- **Exercise brief**
Please read the records below and return each line holding the string "while".

(Collected data entries)
══════

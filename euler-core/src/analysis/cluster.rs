//! Disjoint-cluster detection, per-cluster orientation, and grid packing.

use std::cmp::Ordering;
use std::collections::BTreeMap;

use itertools::Itertools;
use serde::{Deserialize, Serialize};

use crate::geometry::circle::Circle;
use crate::geometry::point::{distance, Point};
use crate::geometry::SMALL;
use crate::layout::CircleRecord;

/// A circle tagged with the set it represents; the working form inside
/// normalization.
#[derive(Debug, Clone, PartialEq, Serialize, Deserialize)]
pub struct LabeledCircle {
    pub set: String,
    pub circle: Circle,
}

/// Comparator used to pick which circles anchor a cluster's orientation.
pub type CircleOrder = fn(&LabeledCircle, &LabeledCircle) -> Ordering;

/// Union-find over indices into a flat circle slice. The parent array lives
/// here, not on the circles.
struct UnionFind {
    parent: Vec<usize>,
}

impl UnionFind {
    fn new(n: usize) -> Self {
        UnionFind { parent: (0..n).collect() }
    }

    fn find(&mut self, i: usize) -> usize {
        let mut root = i;
        while self.parent[root] != root {
            root = self.parent[root];
        }
        // path compression
        let mut i = i;
        while self.parent[i] != root {
            let next = self.parent[i];
            self.parent[i] = root;
            i = next;
        }
        root
    }

    fn union(&mut self, x: usize, y: usize) {
        let x_root = self.find(x);
        let y_root = self.find(y);
        self.parent[x_root] = y_root;
    }
}

/// Groups circles into maximal overlap-connected clusters.
pub fn disjoint_clusters(circles: Vec<LabeledCircle>) -> Vec<Vec<LabeledCircle>> {
    let mut union_find = UnionFind::new(circles.len());
    for ((i, a), (j, b)) in circles.iter().enumerate().tuple_combinations() {
        let max_distance = a.circle.r + b.circle.r;
        if distance(&a.circle.c, &b.circle.c) + SMALL < max_distance {
            union_find.union(j, i);
        }
    }

    let mut clusters: BTreeMap<usize, Vec<LabeledCircle>> = BTreeMap::new();
    for (i, labeled) in circles.into_iter().enumerate() {
        clusters.entry(union_find.find(i)).or_default().push(labeled);
    }
    clusters.into_values().collect()
}

#[derive(Debug, Clone, Copy, PartialEq)]
struct Bounds {
    x_min: f64,
    x_max: f64,
    y_min: f64,
    y_max: f64,
}

impl Bounds {
    fn width(&self) -> f64 {
        self.x_max - self.x_min
    }

    fn height(&self) -> f64 {
        self.y_max - self.y_min
    }

    fn area(&self) -> f64 {
        self.width() * self.height()
    }
}

fn bounding_box(circles: &[LabeledCircle]) -> Bounds {
    let mut bounds = Bounds {
        x_min: f64::INFINITY,
        x_max: f64::NEG_INFINITY,
        y_min: f64::INFINITY,
        y_max: f64::NEG_INFINITY,
    };
    for labeled in circles {
        let Circle { c, r } = labeled.circle;
        bounds.x_min = bounds.x_min.min(c.x - r);
        bounds.x_max = bounds.x_max.max(c.x + r);
        bounds.y_min = bounds.y_min.min(c.y - r);
        bounds.y_max = bounds.y_max.max(c.y + r);
    }
    bounds
}

/// Canonicalizes one cluster in place: largest circle at the origin, second
/// largest at `orientation` from it, third-largest side of the largest pair
/// mirrored to a fixed chirality. Angles follow the bearing convention
/// (`atan2(x, y)`, clockwise from +y).
pub fn orientate_circles(circles: &mut [LabeledCircle], orientation: f64, order: Option<CircleOrder>) {
    match order {
        None => circles.sort_by(|a, b| b.circle.r.total_cmp(&a.circle.r)),
        Some(compare) => circles.sort_by(|a, b| compare(a, b)),
    }

    let Some(largest) = circles.first().map(|l| l.circle) else {
        return;
    };
    for labeled in circles.iter_mut() {
        labeled.circle.c = labeled.circle.c - largest.c;
    }

    if circles.len() == 2 {
        // a near-subset pair renders concentric; nudge the smaller one off to
        // the side so it stays visible
        let d = distance(&circles[0].circle.c, &circles[1].circle.c);
        if d < (circles[1].circle.r - circles[0].circle.r).abs() {
            circles[1].circle.c = Point {
                x: circles[0].circle.c.x + circles[0].circle.r - circles[1].circle.r - SMALL,
                y: circles[0].circle.c.y,
            };
        }
    }

    if circles.len() > 1 {
        let second = circles[1].circle.c;
        let rotation = second.x.atan2(second.y) - orientation;
        let (sin, cos) = rotation.sin_cos();
        for labeled in circles.iter_mut() {
            let Point { x, y } = labeled.circle.c;
            labeled.circle.c = Point { x: cos * x - sin * y, y: sin * x + cos * y };
        }
    }

    if circles.len() > 2 {
        let third = circles[2].circle.c;
        let mut angle = third.x.atan2(third.y) - orientation;
        while angle < 0. {
            angle += 2. * std::f64::consts::PI;
        }
        while angle > 2. * std::f64::consts::PI {
            angle -= 2. * std::f64::consts::PI;
        }
        if angle > std::f64::consts::PI {
            // reflect across the line through the two largest circles
            let slope = circles[1].circle.c.y / (SMALL + circles[1].circle.c.x);
            for labeled in circles.iter_mut() {
                let Point { x, y } = labeled.circle.c;
                let d = (x + slope * y) / (1. + slope * slope);
                labeled.circle.c = Point { x: 2. * d - x, y: 2. * d * slope - y };
            }
        }
    }
}

fn pack_cluster(
    out: &mut Vec<LabeledCircle>,
    mut cluster: Vec<LabeledCircle>,
    cluster_bounds: Bounds,
    packed_bounds: &Bounds,
    right: bool,
    bottom: bool,
    spacing: f64,
) {
    let x_offset = if right {
        packed_bounds.x_max - cluster_bounds.x_min + spacing
    } else {
        let mut offset = packed_bounds.x_max - cluster_bounds.x_max;
        let centering = cluster_bounds.width() / 2. - packed_bounds.width() / 2.;
        if centering < 0. {
            offset += centering;
        }
        offset
    };
    let y_offset = if bottom {
        packed_bounds.y_max - cluster_bounds.y_min + spacing
    } else {
        let mut offset = packed_bounds.y_max - cluster_bounds.y_max;
        let centering = cluster_bounds.height() / 2. - packed_bounds.height() / 2.;
        if centering < 0. {
            offset += centering;
        }
        offset
    };

    for mut labeled in cluster.drain(..) {
        labeled.circle.c = labeled.circle.c + Point { x: x_offset, y: y_offset };
        out.push(labeled);
    }
}

/// Orientates every disjoint cluster and packs them into a grid (up to three
/// per row: right, below, diagonal of the current bounding box). Largest
/// cluster first, by bounding-box area. Deep-copies the input.
pub fn normalize_solution(
    solution: &CircleRecord,
    orientation: f64,
    orientation_order: Option<CircleOrder>,
) -> CircleRecord {
    let circles: Vec<LabeledCircle> = solution
        .iter()
        .map(|(set, circle)| LabeledCircle { set: set.clone(), circle: *circle })
        .collect();

    let mut clusters: Vec<(Vec<LabeledCircle>, Bounds)> = disjoint_clusters(circles)
        .into_iter()
        .map(|mut cluster| {
            orientate_circles(&mut cluster, orientation, orientation_order);
            let bounds = bounding_box(&cluster);
            (cluster, bounds)
        })
        .collect();
    clusters.sort_by(|a, b| b.1.area().total_cmp(&a.1.area()));

    let mut clusters = clusters.into_iter();
    let Some((mut packed, mut packed_bounds)) = clusters.next() else {
        return BTreeMap::new();
    };
    let spacing = packed_bounds.width() / 50.;

    let mut clusters = clusters.peekable();
    while clusters.peek().is_some() {
        for (right, bottom) in [(true, false), (false, true), (true, true)] {
            let Some((cluster, bounds)) = clusters.next() else {
                break;
            };
            pack_cluster(&mut packed, cluster, bounds, &packed_bounds, right, bottom, spacing);
        }
        packed_bounds = bounding_box(&packed);
    }

    packed.into_iter().map(|l| (l.set, l.circle)).collect()
}

#[cfg(test)]
mod tests {
    use super::*;
    use std::f64::consts::FRAC_PI_2;

    fn labeled(set: &str, x: f64, y: f64, r: f64) -> LabeledCircle {
        LabeledCircle { set: set.to_string(), circle: Circle::new(x, y, r) }
    }

    #[test]
    fn two_groups_detected() {
        let circles = vec![
            labeled("A", 0., 0., 1.),
            labeled("B", 1., 0., 1.),
            labeled("C", 100., 0., 1.),
        ];
        let clusters = disjoint_clusters(circles);
        assert_eq!(clusters.len(), 2);
        let mut sizes: Vec<usize> = clusters.iter().map(|c| c.len()).collect();
        sizes.sort();
        assert_eq!(sizes, vec![1, 2]);
    }

    #[test]
    fn tangent_circles_are_disjoint() {
        let circles = vec![labeled("A", 0., 0., 1.), labeled("B", 2., 0., 1.)];
        assert_eq!(disjoint_clusters(circles).len(), 2);
    }

    #[test]
    fn orientation_puts_largest_at_origin() {
        let mut circles = vec![labeled("A", 5., 5., 2.), labeled("B", 7., 5., 1.)];
        orientate_circles(&mut circles, FRAC_PI_2, None);
        assert_relative_eq!(circles[0].circle.c, Point::default(), epsilon = 1e-10);
        // second largest due "east" (orientation π/2 in bearing convention)
        assert_relative_eq!(circles[1].circle.c.x, 2., epsilon = 1e-10);
        assert_relative_eq!(circles[1].circle.c.y, 0., epsilon = 1e-10);
    }

    #[test]
    fn near_subset_pair_offset_sideways() {
        let mut circles = vec![labeled("A", 0., 0., 3.), labeled("B", 0.01, 0., 1.)];
        orientate_circles(&mut circles, FRAC_PI_2, None);
        let d = distance(&circles[0].circle.c, &circles[1].circle.c);
        assert_relative_eq!(d, 3. - 1. - SMALL, epsilon = 1e-9);
    }

    #[test]
    fn chirality_mirrors_third_circle() {
        for y in [1.5, -1.5] {
            let mut circles = vec![
                labeled("A", 0., 0., 1.2),
                labeled("B", 1.5, 0., 1.1),
                labeled("C", 0.75, y, 1.),
            ];
            orientate_circles(&mut circles, FRAC_PI_2, None);
            // the third circle always ends up on the same side
            assert!(circles[2].circle.c.y < 0.);
        }
    }

    #[test]
    fn packing_keeps_clusters_disjoint() {
        let solution: CircleRecord = [
            ("A".to_string(), Circle::new(0., 0., 2.)),
            ("B".to_string(), Circle::new(1., 0., 2.)),
            ("C".to_string(), Circle::new(500., 500., 1.)),
            ("D".to_string(), Circle::new(-500., -500., 1.5)),
        ]
        .into_iter()
        .collect();
        let normalized = normalize_solution(&solution, FRAC_PI_2, None);
        assert_eq!(normalized.len(), 4);

        // C and D stay clear of everything else
        for lone in ["C", "D"] {
            for other in ["A", "B", "C", "D"] {
                if other == lone {
                    continue;
                }
                let (a, b) = (&normalized[lone], &normalized[other]);
                assert!(distance(&a.c, &b.c) + SMALL >= a.r + b.r);
            }
        }
    }

    #[test]
    fn custom_order_controls_anchor() {
        let by_set_name: CircleOrder = |a, b| a.set.cmp(&b.set);
        let mut circles = vec![labeled("Z", 4., 0., 5.), labeled("A", 0., 0., 1.)];
        orientate_circles(&mut circles, FRAC_PI_2, Some(by_set_name));
        assert_eq!(circles[0].set, "A");
        assert_relative_eq!(circles[0].circle.c, Point::default(), epsilon = 1e-10);
    }
}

══════

- **Answer section**
        while self.parent[root] != root {
        while self.parent[i] != root {
        while angle < 0. {
        while angle > 2. * std::f64::consts::PI {
    while clusters.peek().is_some() {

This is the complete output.